#### Problem statement
What is needed is every line of the data that includes the word "rustc". Please copy each one.

**** Given records ****

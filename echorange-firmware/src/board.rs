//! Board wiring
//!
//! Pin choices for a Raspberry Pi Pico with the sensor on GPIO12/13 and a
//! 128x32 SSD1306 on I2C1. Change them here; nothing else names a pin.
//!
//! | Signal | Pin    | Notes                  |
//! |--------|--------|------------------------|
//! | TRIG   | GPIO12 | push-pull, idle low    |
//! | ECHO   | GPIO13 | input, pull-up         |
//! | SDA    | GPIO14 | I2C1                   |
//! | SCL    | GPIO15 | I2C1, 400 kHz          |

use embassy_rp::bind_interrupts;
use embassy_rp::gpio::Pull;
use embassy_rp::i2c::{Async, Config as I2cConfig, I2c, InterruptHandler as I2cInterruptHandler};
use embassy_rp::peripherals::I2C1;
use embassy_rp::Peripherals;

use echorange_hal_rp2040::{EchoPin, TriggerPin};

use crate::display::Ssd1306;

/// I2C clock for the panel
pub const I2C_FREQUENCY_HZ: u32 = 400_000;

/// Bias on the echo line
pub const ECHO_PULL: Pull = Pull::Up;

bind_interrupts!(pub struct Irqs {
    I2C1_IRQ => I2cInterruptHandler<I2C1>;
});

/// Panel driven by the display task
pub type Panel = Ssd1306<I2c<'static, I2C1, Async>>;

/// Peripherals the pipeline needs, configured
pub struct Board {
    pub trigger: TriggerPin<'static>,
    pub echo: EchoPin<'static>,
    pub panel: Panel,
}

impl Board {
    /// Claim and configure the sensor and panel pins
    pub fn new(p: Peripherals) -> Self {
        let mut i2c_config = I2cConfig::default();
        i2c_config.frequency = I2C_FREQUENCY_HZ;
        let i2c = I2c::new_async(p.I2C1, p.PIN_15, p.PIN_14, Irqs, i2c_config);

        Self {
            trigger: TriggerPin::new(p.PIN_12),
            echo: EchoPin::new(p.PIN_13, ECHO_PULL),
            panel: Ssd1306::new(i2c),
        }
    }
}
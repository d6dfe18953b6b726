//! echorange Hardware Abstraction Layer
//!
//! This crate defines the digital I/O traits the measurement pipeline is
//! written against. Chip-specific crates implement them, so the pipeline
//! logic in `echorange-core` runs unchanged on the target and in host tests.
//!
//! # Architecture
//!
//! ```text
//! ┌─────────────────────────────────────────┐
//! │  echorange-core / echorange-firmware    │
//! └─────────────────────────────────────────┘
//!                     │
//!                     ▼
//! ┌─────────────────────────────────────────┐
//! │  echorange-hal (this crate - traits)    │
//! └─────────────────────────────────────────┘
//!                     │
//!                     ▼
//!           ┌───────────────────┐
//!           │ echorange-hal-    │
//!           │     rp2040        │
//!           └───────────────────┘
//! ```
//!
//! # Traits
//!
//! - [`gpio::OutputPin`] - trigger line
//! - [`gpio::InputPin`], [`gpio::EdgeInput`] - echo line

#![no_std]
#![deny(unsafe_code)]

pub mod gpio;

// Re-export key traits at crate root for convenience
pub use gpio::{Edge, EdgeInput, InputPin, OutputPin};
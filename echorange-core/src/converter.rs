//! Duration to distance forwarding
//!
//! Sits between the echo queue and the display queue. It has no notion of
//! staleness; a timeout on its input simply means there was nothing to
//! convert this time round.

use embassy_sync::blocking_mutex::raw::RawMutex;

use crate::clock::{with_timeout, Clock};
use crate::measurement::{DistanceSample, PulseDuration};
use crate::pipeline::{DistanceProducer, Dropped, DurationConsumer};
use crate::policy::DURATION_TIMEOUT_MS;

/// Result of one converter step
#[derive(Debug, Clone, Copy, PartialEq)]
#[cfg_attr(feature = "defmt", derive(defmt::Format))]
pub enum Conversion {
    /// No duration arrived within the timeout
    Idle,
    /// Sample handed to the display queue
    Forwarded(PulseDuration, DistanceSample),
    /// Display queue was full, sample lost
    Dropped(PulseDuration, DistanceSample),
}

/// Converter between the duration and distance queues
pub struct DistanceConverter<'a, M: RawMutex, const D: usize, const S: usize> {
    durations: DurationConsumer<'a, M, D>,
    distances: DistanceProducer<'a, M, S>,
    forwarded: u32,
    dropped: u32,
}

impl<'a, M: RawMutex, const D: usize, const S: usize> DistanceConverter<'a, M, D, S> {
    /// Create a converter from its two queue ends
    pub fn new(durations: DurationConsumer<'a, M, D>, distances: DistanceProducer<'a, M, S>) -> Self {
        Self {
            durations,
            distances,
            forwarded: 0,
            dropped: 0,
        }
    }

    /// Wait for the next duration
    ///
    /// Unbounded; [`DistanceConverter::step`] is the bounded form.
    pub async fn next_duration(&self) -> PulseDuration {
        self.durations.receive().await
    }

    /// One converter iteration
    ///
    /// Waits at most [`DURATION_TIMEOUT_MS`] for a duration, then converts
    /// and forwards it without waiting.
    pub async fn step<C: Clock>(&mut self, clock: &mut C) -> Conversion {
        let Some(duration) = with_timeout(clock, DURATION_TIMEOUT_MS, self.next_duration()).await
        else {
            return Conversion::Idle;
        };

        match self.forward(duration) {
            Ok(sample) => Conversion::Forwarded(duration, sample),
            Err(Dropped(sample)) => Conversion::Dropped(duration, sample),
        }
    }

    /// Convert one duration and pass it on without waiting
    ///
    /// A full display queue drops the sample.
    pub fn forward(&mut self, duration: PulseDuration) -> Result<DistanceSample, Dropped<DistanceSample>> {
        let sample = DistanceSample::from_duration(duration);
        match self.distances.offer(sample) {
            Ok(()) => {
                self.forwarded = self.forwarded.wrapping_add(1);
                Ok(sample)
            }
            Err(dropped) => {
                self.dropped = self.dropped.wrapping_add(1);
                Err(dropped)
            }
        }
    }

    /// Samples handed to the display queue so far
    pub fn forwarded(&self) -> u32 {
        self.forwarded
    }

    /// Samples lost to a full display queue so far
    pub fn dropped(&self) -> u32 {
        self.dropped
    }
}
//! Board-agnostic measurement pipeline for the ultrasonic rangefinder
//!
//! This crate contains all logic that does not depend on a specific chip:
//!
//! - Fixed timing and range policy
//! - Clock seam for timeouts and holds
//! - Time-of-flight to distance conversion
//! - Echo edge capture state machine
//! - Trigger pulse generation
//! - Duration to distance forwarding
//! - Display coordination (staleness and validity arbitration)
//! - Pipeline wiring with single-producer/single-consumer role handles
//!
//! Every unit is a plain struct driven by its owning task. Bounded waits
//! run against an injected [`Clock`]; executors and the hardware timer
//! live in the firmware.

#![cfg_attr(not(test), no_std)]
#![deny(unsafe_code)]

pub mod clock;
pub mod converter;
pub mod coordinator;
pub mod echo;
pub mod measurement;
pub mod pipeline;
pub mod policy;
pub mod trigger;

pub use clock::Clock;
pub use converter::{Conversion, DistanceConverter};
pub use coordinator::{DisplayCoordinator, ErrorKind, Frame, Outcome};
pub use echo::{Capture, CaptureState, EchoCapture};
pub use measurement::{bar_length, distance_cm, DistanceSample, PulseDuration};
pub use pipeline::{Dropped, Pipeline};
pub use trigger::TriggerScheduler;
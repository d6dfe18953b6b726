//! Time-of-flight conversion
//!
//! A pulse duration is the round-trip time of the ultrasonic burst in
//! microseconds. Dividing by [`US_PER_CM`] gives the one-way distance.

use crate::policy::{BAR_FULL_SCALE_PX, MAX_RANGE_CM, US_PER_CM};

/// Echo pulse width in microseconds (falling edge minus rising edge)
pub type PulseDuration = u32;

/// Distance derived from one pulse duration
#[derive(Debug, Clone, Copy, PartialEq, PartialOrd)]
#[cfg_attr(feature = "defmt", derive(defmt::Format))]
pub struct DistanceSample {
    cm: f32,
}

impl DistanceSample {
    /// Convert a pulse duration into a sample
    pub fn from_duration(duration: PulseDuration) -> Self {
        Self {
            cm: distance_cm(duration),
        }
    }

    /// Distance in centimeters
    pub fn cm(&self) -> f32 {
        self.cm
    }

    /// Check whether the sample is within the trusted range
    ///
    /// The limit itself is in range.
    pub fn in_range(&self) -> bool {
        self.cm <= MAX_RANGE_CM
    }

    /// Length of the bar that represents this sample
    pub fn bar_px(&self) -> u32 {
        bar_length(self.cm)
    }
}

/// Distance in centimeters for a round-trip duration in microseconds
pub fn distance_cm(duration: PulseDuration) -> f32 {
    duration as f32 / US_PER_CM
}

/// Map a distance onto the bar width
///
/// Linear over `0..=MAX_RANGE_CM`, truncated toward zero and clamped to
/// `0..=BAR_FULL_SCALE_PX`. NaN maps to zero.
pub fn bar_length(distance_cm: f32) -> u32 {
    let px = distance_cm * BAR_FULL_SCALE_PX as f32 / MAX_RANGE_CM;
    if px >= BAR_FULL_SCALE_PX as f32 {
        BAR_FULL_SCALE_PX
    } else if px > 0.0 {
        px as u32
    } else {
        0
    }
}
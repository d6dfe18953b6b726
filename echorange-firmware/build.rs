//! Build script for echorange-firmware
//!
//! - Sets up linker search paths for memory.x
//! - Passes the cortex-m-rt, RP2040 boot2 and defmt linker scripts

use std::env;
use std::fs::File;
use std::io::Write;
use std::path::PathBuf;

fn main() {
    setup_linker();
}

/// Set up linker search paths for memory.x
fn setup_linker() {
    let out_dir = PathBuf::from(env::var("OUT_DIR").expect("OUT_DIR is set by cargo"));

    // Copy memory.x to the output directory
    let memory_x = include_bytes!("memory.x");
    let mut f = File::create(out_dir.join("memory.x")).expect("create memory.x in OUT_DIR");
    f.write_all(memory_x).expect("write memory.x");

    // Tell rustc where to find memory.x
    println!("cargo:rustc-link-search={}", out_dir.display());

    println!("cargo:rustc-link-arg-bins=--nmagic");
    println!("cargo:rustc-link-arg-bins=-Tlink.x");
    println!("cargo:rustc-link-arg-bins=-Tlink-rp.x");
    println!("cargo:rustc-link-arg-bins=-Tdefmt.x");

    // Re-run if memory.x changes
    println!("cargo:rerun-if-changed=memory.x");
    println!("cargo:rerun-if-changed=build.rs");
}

****
**** Given records ****

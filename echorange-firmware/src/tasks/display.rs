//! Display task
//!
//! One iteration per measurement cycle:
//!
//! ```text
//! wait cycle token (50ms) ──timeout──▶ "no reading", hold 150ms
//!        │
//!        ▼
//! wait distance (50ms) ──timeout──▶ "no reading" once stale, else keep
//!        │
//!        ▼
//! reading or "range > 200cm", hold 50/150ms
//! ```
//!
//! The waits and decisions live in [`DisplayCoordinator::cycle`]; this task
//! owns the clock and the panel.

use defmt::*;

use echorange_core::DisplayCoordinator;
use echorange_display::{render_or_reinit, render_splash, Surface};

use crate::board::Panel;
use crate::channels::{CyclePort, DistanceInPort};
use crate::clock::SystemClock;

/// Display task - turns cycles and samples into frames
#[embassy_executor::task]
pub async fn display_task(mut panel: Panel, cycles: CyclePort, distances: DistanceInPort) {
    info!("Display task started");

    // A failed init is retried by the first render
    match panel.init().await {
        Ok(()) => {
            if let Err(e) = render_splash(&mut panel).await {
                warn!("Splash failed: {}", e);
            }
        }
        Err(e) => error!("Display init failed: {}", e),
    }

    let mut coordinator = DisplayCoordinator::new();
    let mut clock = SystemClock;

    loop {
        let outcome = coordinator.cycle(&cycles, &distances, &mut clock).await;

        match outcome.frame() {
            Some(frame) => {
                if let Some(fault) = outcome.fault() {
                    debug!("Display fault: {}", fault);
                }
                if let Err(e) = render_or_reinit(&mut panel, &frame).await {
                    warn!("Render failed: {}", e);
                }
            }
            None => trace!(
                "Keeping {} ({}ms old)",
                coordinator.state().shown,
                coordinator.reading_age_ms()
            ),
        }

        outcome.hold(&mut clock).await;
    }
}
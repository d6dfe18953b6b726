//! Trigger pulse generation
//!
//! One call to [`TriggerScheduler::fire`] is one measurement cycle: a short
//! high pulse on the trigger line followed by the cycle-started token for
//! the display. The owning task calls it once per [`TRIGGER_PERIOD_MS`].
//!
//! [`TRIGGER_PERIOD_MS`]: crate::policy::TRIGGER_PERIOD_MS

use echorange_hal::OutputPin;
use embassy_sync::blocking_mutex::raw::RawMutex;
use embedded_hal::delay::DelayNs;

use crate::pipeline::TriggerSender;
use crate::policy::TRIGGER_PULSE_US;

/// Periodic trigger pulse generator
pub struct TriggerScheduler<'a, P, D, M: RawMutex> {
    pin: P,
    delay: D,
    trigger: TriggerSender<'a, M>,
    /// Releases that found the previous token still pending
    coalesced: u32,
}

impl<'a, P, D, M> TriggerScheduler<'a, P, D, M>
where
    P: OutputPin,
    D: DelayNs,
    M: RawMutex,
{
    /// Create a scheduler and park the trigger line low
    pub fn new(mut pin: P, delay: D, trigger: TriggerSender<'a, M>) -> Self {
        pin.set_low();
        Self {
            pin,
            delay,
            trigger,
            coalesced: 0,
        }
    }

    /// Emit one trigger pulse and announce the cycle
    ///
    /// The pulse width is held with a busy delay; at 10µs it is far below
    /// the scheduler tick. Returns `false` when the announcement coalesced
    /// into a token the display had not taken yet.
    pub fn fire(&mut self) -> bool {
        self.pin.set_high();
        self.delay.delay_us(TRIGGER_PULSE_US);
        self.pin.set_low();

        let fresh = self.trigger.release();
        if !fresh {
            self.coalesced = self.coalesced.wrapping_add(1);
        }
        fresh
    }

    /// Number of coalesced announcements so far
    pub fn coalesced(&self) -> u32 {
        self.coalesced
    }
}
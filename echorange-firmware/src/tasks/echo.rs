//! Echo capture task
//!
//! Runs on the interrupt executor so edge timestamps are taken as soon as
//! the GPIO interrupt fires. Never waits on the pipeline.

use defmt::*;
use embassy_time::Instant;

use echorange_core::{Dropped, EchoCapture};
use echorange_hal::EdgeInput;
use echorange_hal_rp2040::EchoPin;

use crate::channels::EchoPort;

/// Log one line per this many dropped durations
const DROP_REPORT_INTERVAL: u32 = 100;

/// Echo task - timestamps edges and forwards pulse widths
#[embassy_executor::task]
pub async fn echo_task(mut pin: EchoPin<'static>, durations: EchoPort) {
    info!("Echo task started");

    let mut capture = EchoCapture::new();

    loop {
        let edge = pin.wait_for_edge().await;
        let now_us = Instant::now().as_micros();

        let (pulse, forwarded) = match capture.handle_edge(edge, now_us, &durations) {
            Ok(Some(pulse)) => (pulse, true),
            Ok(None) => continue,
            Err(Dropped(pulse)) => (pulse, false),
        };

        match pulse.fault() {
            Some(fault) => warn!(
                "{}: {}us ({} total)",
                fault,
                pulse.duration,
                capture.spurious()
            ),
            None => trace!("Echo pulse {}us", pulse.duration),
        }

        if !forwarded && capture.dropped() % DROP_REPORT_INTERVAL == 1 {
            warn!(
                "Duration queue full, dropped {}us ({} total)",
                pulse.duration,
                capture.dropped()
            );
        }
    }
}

****
**** Given records ****

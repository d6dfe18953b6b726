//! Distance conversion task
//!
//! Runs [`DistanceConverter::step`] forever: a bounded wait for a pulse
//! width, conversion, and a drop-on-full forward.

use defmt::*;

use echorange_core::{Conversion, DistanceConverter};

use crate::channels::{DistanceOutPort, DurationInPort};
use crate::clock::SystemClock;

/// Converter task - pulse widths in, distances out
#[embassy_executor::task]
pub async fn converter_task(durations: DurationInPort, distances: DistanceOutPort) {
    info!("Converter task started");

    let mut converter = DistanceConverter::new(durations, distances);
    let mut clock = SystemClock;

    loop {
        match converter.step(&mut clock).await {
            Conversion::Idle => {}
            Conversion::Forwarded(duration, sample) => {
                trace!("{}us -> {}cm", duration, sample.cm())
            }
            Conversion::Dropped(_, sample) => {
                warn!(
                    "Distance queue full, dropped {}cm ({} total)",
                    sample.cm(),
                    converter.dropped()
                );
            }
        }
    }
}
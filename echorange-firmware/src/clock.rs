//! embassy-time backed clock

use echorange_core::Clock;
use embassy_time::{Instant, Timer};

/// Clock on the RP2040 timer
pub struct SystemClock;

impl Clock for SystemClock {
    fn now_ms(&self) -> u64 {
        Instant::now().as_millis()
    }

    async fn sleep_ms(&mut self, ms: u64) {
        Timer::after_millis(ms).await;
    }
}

****

#### Answer for this exercise
    // Tell rustc where to find memory.x
    println!("cargo:rustc-link-search={}", out_dir.display());
    println!("cargo:rustc-link-arg-bins=--nmagic");
    println!("cargo:rustc-link-arg-bins=-Tlink.x");
    println!("cargo:rustc-link-arg-bins=-Tlink-rp.x");
    println!("cargo:rustc-link-arg-bins=-Tdefmt.x");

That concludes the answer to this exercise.